• _Task description_: Transcribe the records below exactly as written, from the opening line through the line that contains "by the CLI.".

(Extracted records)
========================
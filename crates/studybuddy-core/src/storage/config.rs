//! TOML-based application configuration.
//!
//! Stored at `data_dir()/config.toml`. Holds the session defaults, the
//! active user profile and notification preferences. Keys are addressed
//! with dot paths (`session.default_target_min`) by the CLI.

use std::path::PathBuf;

use serde::{Deserialize, Serialize};
use serde_json::Value;

use crate::error::ConfigError;
use crate::storage::data_dir;

/// Session defaults.
#[derive(Debug, Clone, Serialize, Deserialize)]
pub struct SessionConfig {
    /// Target duration in minutes when a start gives none.
    #[serde(default = "default_target_min")]
    pub default_target_min: u64,
    /// Tick cadence for the session runner, in milliseconds.
    #[serde(default = "default_tick_interval_ms")]
    pub tick_interval_ms: u64,
}

/// The user whose ledger gets credited. Always explicit; nothing in the
/// core reads it from a global.
#[derive(Debug, Clone, Serialize, Deserialize)]
pub struct ProfileConfig {
    #[serde(default = "default_user_id")]
    pub user_id: String,
}

#[derive(Debug, Clone, Serialize, Deserialize)]
pub struct NotificationsConfig {
    /// Whether completion and abandonment events should be surfaced.
    #[serde(default = "default_true")]
    pub enabled: bool,
}

#[derive(Debug, Clone, Serialize, Deserialize)]
pub struct Config {
    #[serde(default)]
    pub session: SessionConfig,
    #[serde(default)]
    pub profile: ProfileConfig,
    #[serde(default)]
    pub notifications: NotificationsConfig,
}

fn default_target_min() -> u64 {
    25
}

fn default_tick_interval_ms() -> u64 {
    1000
}

fn default_user_id() -> String {
    "default".to_string()
}

fn default_true() -> bool {
    true
}

impl Default for SessionConfig {
    fn default() -> Self {
        Self {
            default_target_min: default_target_min(),
            tick_interval_ms: default_tick_interval_ms(),
        }
    }
}

impl Default for ProfileConfig {
    fn default() -> Self {
        Self {
            user_id: default_user_id(),
        }
    }
}

impl Default for NotificationsConfig {
    fn default() -> Self {
        Self {
            enabled: default_true(),
        }
    }
}

impl Default for Config {
    fn default() -> Self {
        Self {
            session: SessionConfig::default(),
            profile: ProfileConfig::default(),
            notifications: NotificationsConfig::default(),
        }
    }
}

impl Config {
    fn path() -> Result<PathBuf, std::io::Error> {
        Ok(data_dir()?.join("config.toml"))
    }

    /// Load the configuration, writing defaults on first run.
    pub fn load() -> Result<Self, ConfigError> {
        let path = Self::path().map_err(|e| ConfigError::LoadFailed {
            path: PathBuf::from("config.toml"),
            message: e.to_string(),
        })?;

        match std::fs::read_to_string(&path) {
            Ok(content) => toml::from_str(&content).map_err(|e| ConfigError::LoadFailed {
                path,
                message: e.to_string(),
            }),
            Err(_) => {
                let config = Self::default();
                config.save()?;
                Ok(config)
            }
        }
    }

    /// Load, falling back to defaults if the file is unreadable or broken.
    pub fn load_or_default() -> Self {
        Self::load().unwrap_or_default()
    }

    pub fn save(&self) -> Result<(), ConfigError> {
        let path = Self::path().map_err(|e| ConfigError::SaveFailed {
            path: PathBuf::from("config.toml"),
            message: e.to_string(),
        })?;
        let content = toml::to_string_pretty(self).map_err(|e| ConfigError::SaveFailed {
            path: path.clone(),
            message: e.to_string(),
        })?;
        std::fs::write(&path, content).map_err(|e| ConfigError::SaveFailed {
            path,
            message: e.to_string(),
        })
    }

    /// Read a value by dot path, rendered as a plain string.
    pub fn get(&self, key: &str) -> Option<String> {
        let json = serde_json::to_value(self).ok()?;
        let mut current = &json;
        for part in key.split('.') {
            current = current.get(part)?;
        }
        Some(match current {
            Value::String(s) => s.clone(),
            other => other.to_string(),
        })
    }

    /// Set a value by dot path, parsing `raw` against the existing type.
    /// Does not persist; call [`Config::save`] afterwards.
    pub fn set(&mut self, key: &str, raw: &str) -> Result<(), ConfigError> {
        let mut json = serde_json::to_value(&*self).map_err(|e| {
            ConfigError::ParseFailed(e.to_string())
        })?;
        set_path(&mut json, key, raw)?;
        *self = serde_json::from_value(json).map_err(|e| ConfigError::InvalidValue {
            key: key.to_string(),
            message: e.to_string(),
        })?;
        Ok(())
    }
}

fn set_path(root: &mut Value, key: &str, raw: &str) -> Result<(), ConfigError> {
    let mut current = root;
    let mut parts = key.split('.').peekable();
    while let Some(part) = parts.next() {
        let Some(next) = current.get_mut(part) else {
            return Err(ConfigError::UnknownKey(key.to_string()));
        };
        if parts.peek().is_none() {
            *next = parse_as_existing(next, key, raw)?;
            return Ok(());
        }
        current = next;
    }
    Err(ConfigError::UnknownKey(key.to_string()))
}

fn parse_as_existing(existing: &Value, key: &str, raw: &str) -> Result<Value, ConfigError> {
    match existing {
        Value::Bool(_) => raw
            .parse::<bool>()
            .map(Value::Bool)
            .map_err(|_| ConfigError::InvalidValue {
                key: key.to_string(),
                message: format!("expected true or false, got '{raw}'"),
            }),
        Value::Number(_) => {
            if let Ok(n) = raw.parse::<u64>() {
                Ok(Value::from(n))
            } else if let Ok(n) = raw.parse::<i64>() {
                Ok(Value::from(n))
            } else if let Ok(n) = raw.parse::<f64>() {
                Ok(Value::from(n))
            } else {
                Err(ConfigError::InvalidValue {
                    key: key.to_string(),
                    message: format!("expected a number, got '{raw}'"),
                })
            }
        }
        Value::String(_) => Ok(Value::String(raw.to_string())),
        _ => Err(ConfigError::InvalidValue {
            key: key.to_string(),
            message: "not a settable value".to_string(),
        }),
    }
}
//! Configuration commands.

use std::error::Error;

use clap::Subcommand;
use studybuddy_core::Config;

#[derive(Subcommand)]
pub enum ConfigAction {
    /// Read a value by dot path, e.g. session.default_target_min
    Get { key: String },
    /// Set a value by dot path
    Set { key: String, value: String },
    /// Print the whole configuration as JSON
    List,
    /// Restore defaults
    Reset,
}

pub fn run(action: ConfigAction) -> Result<(), Box<dyn Error>> {
    match action {
        ConfigAction::Get { key } => {
            let config = Config::load_or_default();
            match config.get(&key) {
                Some(value) => println!("{value}"),
                None => {
                    eprintln!("unknown key: {key}");
                    std::process::exit(1);
                }
            }
        }
        ConfigAction::Set { key, value } => {
            let mut config = Config::load_or_default();
            config.set(&key, &value)?;
            config.save()?;
            println!("ok");
        }
        ConfigAction::List => {
            let config = Config::load_or_default();
            println!("{}", serde_json::to_string_pretty(&config)?);
        }
        ConfigAction::Reset => {
            Config::default().save()?;
            println!("config reset to defaults");
        }
    }
    Ok(())
}
//! SQLite-backed study ledger.
//!
//! Persistent storage for:
//! - Accumulated study minutes per user (the ledger proper)
//! - Completed session records, keyed by session id for deduplication
//! - A key-value table for host state such as the persisted timer

use chrono::{DateTime, Utc};
use rusqlite::{params, Connection, OptionalExtension};
use serde::{Deserialize, Serialize};
use uuid::Uuid;

use crate::error::LedgerError;
use crate::stats::LeaderboardEntry;
use crate::storage::{data_dir, StudyStore};

/// A completed session as recorded in the ledger.
#[derive(Debug, Clone, Serialize, Deserialize)]
pub struct SessionRecord {
    pub id: Uuid,
    pub user_id: String,
    pub credited_min: f64,
    pub completed_at: DateTime<Utc>,
}

/// Per-user session statistics.
#[derive(Debug, Clone, Default, Serialize, Deserialize)]
pub struct Stats {
    pub total_sessions: u64,
    pub total_minutes: f64,
    pub today_sessions: u64,
    pub today_minutes: f64,
}

/// SQLite database holding the study ledger.
pub struct Database {
    conn: Connection,
}

impl Database {
    /// Open (or create) the ledger in the application data directory.
    pub fn open() -> Result<Self, LedgerError> {
        let path = data_dir()?.join("studybuddy.db");
        let conn =
            Connection::open(&path).map_err(|source| LedgerError::OpenFailed { path, source })?;
        let db = Self { conn };
        db.migrate()?;
        Ok(db)
    }

    /// In-memory ledger for tests.
    pub fn open_memory() -> Result<Self, LedgerError> {
        let conn = Connection::open_in_memory().map_err(|source| LedgerError::OpenFailed {
            path: ":memory:".into(),
            source,
        })?;
        let db = Self { conn };
        db.migrate()?;
        Ok(db)
    }

    fn migrate(&self) -> Result<(), LedgerError> {
        self.conn
            .execute_batch(
                "CREATE TABLE IF NOT EXISTS study_totals (
                    user_id       TEXT PRIMARY KEY,
                    total_minutes REAL NOT NULL DEFAULT 0
                );

                CREATE TABLE IF NOT EXISTS sessions (
                    id           TEXT PRIMARY KEY,
                    user_id      TEXT NOT NULL,
                    credited_min REAL NOT NULL,
                    completed_at TEXT NOT NULL
                );

                CREATE TABLE IF NOT EXISTS kv (
                    key   TEXT PRIMARY KEY,
                    value TEXT NOT NULL
                );

                CREATE INDEX IF NOT EXISTS idx_sessions_user_id
                    ON sessions(user_id);
                CREATE INDEX IF NOT EXISTS idx_sessions_completed_at
                    ON sessions(completed_at);",
            )
            .map_err(|e| LedgerError::MigrationFailed(e.to_string()))
    }

    /// Record a session credit with an explicit completion timestamp and
    /// return the user's new total.
    ///
    /// The session id deduplicates replays: an id already on file leaves
    /// the total unchanged. Both writes happen in one transaction.
    pub fn credit(
        &self,
        user_id: &str,
        session_id: Uuid,
        minutes: f64,
        completed_at: DateTime<Utc>,
    ) -> Result<f64, LedgerError> {
        let tx = self.conn.unchecked_transaction()?;

        let inserted = tx.execute(
            "INSERT OR IGNORE INTO sessions (id, user_id, credited_min, completed_at)
             VALUES (?1, ?2, ?3, ?4)",
            params![
                session_id.to_string(),
                user_id,
                minutes,
                completed_at.to_rfc3339()
            ],
        )?;

        if inserted > 0 {
            tx.execute(
                "INSERT INTO study_totals (user_id, total_minutes) VALUES (?1, ?2)
                 ON CONFLICT(user_id) DO UPDATE
                     SET total_minutes = total_minutes + excluded.total_minutes",
                params![user_id, minutes],
            )?;
        } else {
            tracing::debug!(%session_id, user_id, "duplicate session credit ignored");
        }

        let total = tx
            .query_row(
                "SELECT total_minutes FROM study_totals WHERE user_id = ?1",
                params![user_id],
                |row| row.get::<_, f64>(0),
            )
            .optional()?
            .unwrap_or(0.0);

        tx.commit()?;
        Ok(total)
    }

    /// Accumulated minutes for one user, zero if unknown.
    pub fn total_minutes(&self, user_id: &str) -> Result<f64, LedgerError> {
        let total = self
            .conn
            .query_row(
                "SELECT total_minutes FROM study_totals WHERE user_id = ?1",
                params![user_id],
                |row| row.get::<_, f64>(0),
            )
            .optional()?;
        Ok(total.unwrap_or(0.0))
    }

    /// All-time and today's session statistics for one user.
    pub fn stats(&self, user_id: &str) -> Result<Stats, LedgerError> {
        let (total_sessions, total_minutes) = self.conn.query_row(
            "SELECT COUNT(*), COALESCE(SUM(credited_min), 0)
             FROM sessions WHERE user_id = ?1",
            params![user_id],
            |row| Ok((row.get::<_, u64>(0)?, row.get::<_, f64>(1)?)),
        )?;

        let today = Utc::now().format("%Y-%m-%d").to_string();
        let (today_sessions, today_minutes) = self.conn.query_row(
            "SELECT COUNT(*), COALESCE(SUM(credited_min), 0)
             FROM sessions WHERE user_id = ?1 AND completed_at >= ?2",
            params![user_id, format!("{today}T00:00:00+00:00")],
            |row| Ok((row.get::<_, u64>(0)?, row.get::<_, f64>(1)?)),
        )?;

        Ok(Stats {
            total_sessions,
            total_minutes,
            today_sessions,
            today_minutes,
        })
    }

    /// Most recent completed sessions for one user, newest first.
    pub fn recent_sessions(
        &self,
        user_id: &str,
        limit: usize,
    ) -> Result<Vec<SessionRecord>, LedgerError> {
        let mut stmt = self.conn.prepare(
            "SELECT id, user_id, credited_min, completed_at
             FROM sessions WHERE user_id = ?1
             ORDER BY completed_at DESC LIMIT ?2",
        )?;
        let rows = stmt.query_map(params![user_id, limit as i64], |row| {
            Ok((
                row.get::<_, String>(0)?,
                row.get::<_, String>(1)?,
                row.get::<_, f64>(2)?,
                row.get::<_, String>(3)?,
            ))
        })?;

        let mut records = Vec::new();
        for row in rows {
            let (id, user_id, credited_min, completed_at) = row?;
            records.push(SessionRecord {
                id: id
                    .parse()
                    .map_err(|e| LedgerError::QueryFailed(format!("bad session id: {e}")))?,
                user_id,
                credited_min,
                completed_at: DateTime::parse_from_rfc3339(&completed_at)
                    .map_err(|e| LedgerError::QueryFailed(format!("bad timestamp: {e}")))?
                    .with_timezone(&Utc),
            });
        }
        Ok(records)
    }

    /// Every user's accumulated minutes, unordered. Feed the result to
    /// [`crate::stats::rank_by_minutes`] for leaderboard order.
    pub fn study_totals(&self) -> Result<Vec<LeaderboardEntry>, LedgerError> {
        let mut stmt = self
            .conn
            .prepare("SELECT user_id, total_minutes FROM study_totals")?;
        let rows = stmt.query_map([], |row| {
            Ok(LeaderboardEntry {
                user_id: row.get(0)?,
                total_minutes: row.get(1)?,
            })
        })?;
        rows.collect::<Result<Vec<_>, _>>().map_err(Into::into)
    }

    pub fn kv_get(&self, key: &str) -> Result<Option<String>, LedgerError> {
        let value = self
            .conn
            .query_row(
                "SELECT value FROM kv WHERE key = ?1",
                params![key],
                |row| row.get::<_, String>(0),
            )
            .optional()?;
        Ok(value)
    }

    pub fn kv_set(&self, key: &str, value: &str) -> Result<(), LedgerError> {
        self.conn.execute(
            "INSERT OR REPLACE INTO kv (key, value) VALUES (?1, ?2)",
            params![key, value],
        )?;
        Ok(())
    }

    pub fn kv_delete(&self, key: &str) -> Result<(), LedgerError> {
        self.conn
            .execute("DELETE FROM kv WHERE key = ?1", params![key])?;
        Ok(())
    }
}

impl StudyStore for Database {
    fn increment_study_minutes(
        &self,
        user_id: &str,
        session_id: Uuid,
        minutes: f64,
    ) -> Result<f64, LedgerError> {
        self.credit(user_id, session_id, minutes, Utc::now())
    }
}

#[cfg(test)]
mod tests {
    use chrono::Duration;

    use super::*;

    #[test]
    fn credit_accumulates_per_user() {
        let db = Database::open_memory().unwrap();
        let total = db
            .increment_study_minutes("amelia", Uuid::new_v4(), 5.0)
            .unwrap();
        assert_eq!(total, 5.0);

        let total = db
            .increment_study_minutes("amelia", Uuid::new_v4(), 2.5)
            .unwrap();
        assert_eq!(total, 7.5);

        assert_eq!(db.total_minutes("amelia").unwrap(), 7.5);
        assert_eq!(db.total_minutes("someone-else").unwrap(), 0.0);
    }

    #[test]
    fn replayed_session_id_does_not_double_count() {
        let db = Database::open_memory().unwrap();
        let session = Uuid::new_v4();

        let total = db.increment_study_minutes("amelia", session, 5.0).unwrap();
        assert_eq!(total, 5.0);

        // Same session replayed, e.g. after a reported failure.
        let total = db.increment_study_minutes("amelia", session, 5.0).unwrap();
        assert_eq!(total, 5.0);

        let stats = db.stats("amelia").unwrap();
        assert_eq!(stats.total_sessions, 1);
        assert_eq!(stats.total_minutes, 5.0);
    }

    #[test]
    fn stats_split_today_from_all_time() {
        let db = Database::open_memory().unwrap();
        let now = Utc::now();

        db.credit("amelia", Uuid::new_v4(), 25.0, now - Duration::days(3))
            .unwrap();
        db.credit("amelia", Uuid::new_v4(), 5.0, now).unwrap();

        let stats = db.stats("amelia").unwrap();
        assert_eq!(stats.total_sessions, 2);
        assert_eq!(stats.total_minutes, 30.0);
        assert_eq!(stats.today_sessions, 1);
        assert_eq!(stats.today_minutes, 5.0);
    }

    #[test]
    fn recent_sessions_newest_first() {
        let db = Database::open_memory().unwrap();
        let now = Utc::now();

        db.credit("amelia", Uuid::new_v4(), 1.0, now - Duration::hours(2))
            .unwrap();
        db.credit("amelia", Uuid::new_v4(), 2.0, now - Duration::hours(1))
            .unwrap();
        db.credit("amelia", Uuid::new_v4(), 3.0, now).unwrap();
        db.credit("bryn", Uuid::new_v4(), 9.0, now).unwrap();

        let records = db.recent_sessions("amelia", 2).unwrap();
        assert_eq!(records.len(), 2);
        assert_eq!(records[0].credited_min, 3.0);
        assert_eq!(records[1].credited_min, 2.0);
        assert!(records.iter().all(|r| r.user_id == "amelia"));
    }

    #[test]
    fn study_totals_lists_every_user() {
        let db = Database::open_memory().unwrap();
        db.increment_study_minutes("amelia", Uuid::new_v4(), 10.0)
            .unwrap();
        db.increment_study_minutes("bryn", Uuid::new_v4(), 4.0)
            .unwrap();

        let mut totals = db.study_totals().unwrap();
        totals.sort_by(|a, b| a.user_id.cmp(&b.user_id));
        assert_eq!(totals.len(), 2);
        assert_eq!(totals[0].user_id, "amelia");
        assert_eq!(totals[0].total_minutes, 10.0);
        assert_eq!(totals[1].user_id, "bryn");
    }

    #[test]
    fn kv_roundtrip() {
        let db = Database::open_memory().unwrap();
        assert_eq!(db.kv_get("session_timer").unwrap(), None);

        db.kv_set("session_timer", "{\"status\":\"idle\"}").unwrap();
        assert_eq!(
            db.kv_get("session_timer").unwrap().as_deref(),
            Some("{\"status\":\"idle\"}")
        );

        db.kv_set("session_timer", "{}").unwrap();
        assert_eq!(db.kv_get("session_timer").unwrap().as_deref(), Some("{}"));

        db.kv_delete("session_timer").unwrap();
        assert_eq!(db.kv_get("session_timer").unwrap(), None);
    }
}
========================
• _Solved problem_:
filename crates/studybuddy-core/src/storage/config.rs
//! TOML-based application configuration.
//!
//! Stored at `data_dir()/config.toml`. Holds the session defaults, the
//! active user profile and notification preferences. Keys are addressed
//! with dot paths (`session.default_target_min`) by the CLI.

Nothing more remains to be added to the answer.